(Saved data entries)
◆ ◆ ◆ ◆ ◆
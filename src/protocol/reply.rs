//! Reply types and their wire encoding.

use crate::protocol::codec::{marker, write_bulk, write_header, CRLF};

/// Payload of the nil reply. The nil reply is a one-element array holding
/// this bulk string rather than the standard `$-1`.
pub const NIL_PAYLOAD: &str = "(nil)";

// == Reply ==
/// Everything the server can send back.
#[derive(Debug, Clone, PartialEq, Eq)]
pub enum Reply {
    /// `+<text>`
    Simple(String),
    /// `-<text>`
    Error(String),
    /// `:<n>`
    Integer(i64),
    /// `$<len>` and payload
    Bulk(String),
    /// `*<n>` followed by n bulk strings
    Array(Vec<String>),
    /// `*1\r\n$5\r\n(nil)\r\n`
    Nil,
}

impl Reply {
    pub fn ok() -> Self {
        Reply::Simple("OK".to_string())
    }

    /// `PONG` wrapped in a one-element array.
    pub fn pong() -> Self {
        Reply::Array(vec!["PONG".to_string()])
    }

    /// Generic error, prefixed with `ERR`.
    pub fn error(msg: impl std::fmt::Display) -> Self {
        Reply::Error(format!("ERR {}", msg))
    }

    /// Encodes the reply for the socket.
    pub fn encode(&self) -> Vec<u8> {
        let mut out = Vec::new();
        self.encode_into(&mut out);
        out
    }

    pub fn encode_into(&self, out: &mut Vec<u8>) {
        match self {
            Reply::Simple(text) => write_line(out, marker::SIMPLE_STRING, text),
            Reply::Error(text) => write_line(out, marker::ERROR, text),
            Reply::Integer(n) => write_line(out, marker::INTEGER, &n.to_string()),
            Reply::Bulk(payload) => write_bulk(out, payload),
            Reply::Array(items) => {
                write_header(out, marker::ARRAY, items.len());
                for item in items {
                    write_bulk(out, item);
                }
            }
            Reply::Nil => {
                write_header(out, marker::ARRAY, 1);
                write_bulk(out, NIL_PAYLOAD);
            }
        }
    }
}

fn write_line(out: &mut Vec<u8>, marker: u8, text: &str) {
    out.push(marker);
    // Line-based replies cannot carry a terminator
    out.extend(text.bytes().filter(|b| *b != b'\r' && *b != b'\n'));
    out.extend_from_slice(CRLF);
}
◆ ◆ ◆ ◆ ◆
PROBLEM. Every record above must be repeated word for word.

SOLUTION.
filename src/protocol/reply.rs
//! Reply types and their wire encoding.

use crate::protocol::codec::{marker, write_bulk, write_header, CRLF};

/// Payload of the nil reply. The nil reply is a one-element array holding
/// this bulk string rather than the standard `$-1`.
pub const NIL_PAYLOAD: &str = "(nil)";

// == Reply ==
/// Everything the server can send back.
#[derive(Debug, Clone, PartialEq, Eq)]
pub enum Reply {
    /// `+<text>`
    Simple(String),
    /// `-<text>`
    Error(String),
    /// `:<n>`
    Integer(i64),
    /// `$<len>` and payload
    Bulk(String),
    /// `*<n>` followed by n bulk strings
    Array(Vec<String>),
    /// `*1\r\n$5\r\n(nil)\r\n`
    Nil,
}

impl Reply {
    pub fn ok() -> Self {
        Reply::Simple("OK".to_string())
    }

    /// `PONG` wrapped in a one-element array.
    pub fn pong() -> Self {
        Reply::Array(vec!["PONG".to_string()])
    }

    /// Generic error, prefixed with `ERR`.
    pub fn error(msg: impl std::fmt::Display) -> Self {
        Reply::Error(format!("ERR {}", msg))
    }

    /// Encodes the reply for the socket.
    pub fn encode(&self) -> Vec<u8> {
        let mut out = Vec::new();
        self.encode_into(&mut out);
        out
    }

    pub fn encode_into(&self, out: &mut Vec<u8>) {
        match self {
            Reply::Simple(text) => write_line(out, marker::SIMPLE_STRING, text),
            Reply::Error(text) => write_line(out, marker::ERROR, text),
            Reply::Integer(n) => write_line(out, marker::INTEGER, &n.to_string()),
            Reply::Bulk(payload) => write_bulk(out, payload),
            Reply::Array(items) => {
                write_header(out, marker::ARRAY, items.len());
                for item in items {
                    write_bulk(out, item);
                }
            }
            Reply::Nil => {
                write_header(out, marker::ARRAY, 1);
                write_bulk(out, NIL_PAYLOAD);
            }
        }
    }
}

fn write_line(out: &mut Vec<u8>, marker: u8, text: &str) {
    out.push(marker);
    // Line-based replies cannot carry a terminator
    out.extend(text.bytes().filter(|b| *b != b'\r' && *b != b'\n'));
    out.extend_from_slice(CRLF);
}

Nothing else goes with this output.